Luoghi e pratiche del lavoro contemporaneo

 

Questa esposizione fotografica mostra un itinerario di esplorazione tra i paesaggi della produzione e del lavoro che raccoglie diverse esperienze di indagine compiute da Paolo Mazzo. 

Spazi dismessi mostrano il carattere di rovine contemporanee immobili entro una sospensione temporale, articolando al proprio interno paesaggi muti che segnano la forma di processi congelati nella memoria. 

All’interno degli spazi produttivi in azione, differenti relazioni tra uomo, macchina e sempre più presenti processi digitali di automazione evidenziano nuove dimensioni etiche ed estetiche del lavoro, comportando mutazioni di figure e competenze.

Nella consistenza dello spazio fisico e materiale, I luoghi del lavoro emergono come strutture in grado di segnare la propria presenza a scala territoriale, ma capaci di organizzare al proprio interno sguardi attenti e gesti pensati impegnati nei ritmi quotidiani di produzione.
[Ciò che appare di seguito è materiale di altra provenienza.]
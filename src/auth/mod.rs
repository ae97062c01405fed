//! Authentication
//!
//! - [`OtpFlow`]: email one-time-password request/verify state
//! - [`SignupForm`], [`LoginForm`]: client-side form checks
//! - [`Session`], [`SessionStore`]: the signed-in user, persisted with a TTL
//! - [`FederatedIdentity`]: claims read from a third-party sign-in credential

mod identity;
mod otp;
mod session;
mod signup;

pub use identity::{FederatedIdentity, IdentityError};
pub use otp::{OtpError, OtpFlow, OtpStep, OtpTicket};
pub use session::{Session, SessionStore, DEFAULT_SESSION_TTL_HOURS};
pub use signup::{LoginForm, SignupForm, MIN_PASSWORD_LEN};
Se lo spazio e i dispositivi di produzione costituiscono una infrastruttura di supporto a pratiche diversificate, al centro dell’attenzione è l’uomo come parte di un processo di transizione delle forme del lavoro che può condurre a una nuova geografia dei ruoli e delle relazioni.

 

Paolo Mazzo

Fotografo professionista dal 1993 realizza immagini per l'architettura, l'industria e il paesaggio urbano. Autore di progetti fotografici a sfondo sociale o urbano, ha prodotto, tra gli altri, lavori sulla rigenerazione culturale di una dimenticata città mineraria (Arsia, Croatia); sul popolo profugo Sahrawi in Algeria (“Voci distanti dal Mare”, Napoli 1998; “Il Coraggio di essere un popolo”, Reggio Emilia 2002), o “Polvere di stelle” che guarda alla profonda ferita delle vittime dell'amianto a Monfalcone; oltre all'analisi urbanistica della città in cui ha a lungo vissuto (in F. Oliva, L'urbanistica di Milano, Hoepli editore, Milano 2002; e A. Arcidiacono, L. Pogliani (a cura di), Milano al futuro, et al./edizioni, Milano 2011). Il suo progetto Company Town, è stato esposto a Londra, dove viene analizzato lo sviluppo e la genesi di città cresciute attorno a importanti insediamenti produttivi (p.e. Zlin in Repubblica Ceca, Batovany in Slovaccchia , Nowa Huta in Polonia, e Hunedoara in Romania), o il lavoro sulla ex città mineraria di Anina (Romania), premiato alla biennale rumena di architettura del 2018 come miglior progetto per far diventare patrimonio il recupero della memoria di un ex sito industriale e inserito nel programma del festival di Castelnuovo nel 2019 dove è stato esposto con la direzione artistica di Elisabetta Portoghese e il comitato scientifico composto da Michela Becchis, Manuela De Leonardis e Simona Filippini. Dal 2002 collabora con gli atelier del primo e del sesto anno all’Accademia di Architettura di Mendrisio ed è stato dal 2007 al 2011 coordinatore della ISSI, l’international Summer School di Ivrea, che si occupa dei temi della città di Olivetti in trasformazione. Ha tenuto lezioni e workshop allo IUAV, al Politecnico di Milano e di Torino e alla scuola di fotografia di Milano cfp Bauer – ex Umanitaria. Ha vinto il premio “Marco Bastianelli-Opera Prima“ nel 2010 con il lavoro “Radici di ferro”, un progetto sul primo insediamento delle acciaierie Falck a Dongo (Como). Ha pubblicato nel 2019 con l'AASO (Associazione Archivio Storico Olivetti) il libro “Le case Olivetti a Ivrea: il lavoro dell’Arch. Tarpino e dell’Ufficio Consulenza Case Dipendenti” per l'editore Il Mulino (oggetto di una mostra all'interno del festival di architettura di Ivrea con la cura dell'AASO); nel 2020 esce un libro sulla villa palladiana di Caldogno edito da Bononia University Press con la cura di Gabriele Cappellato.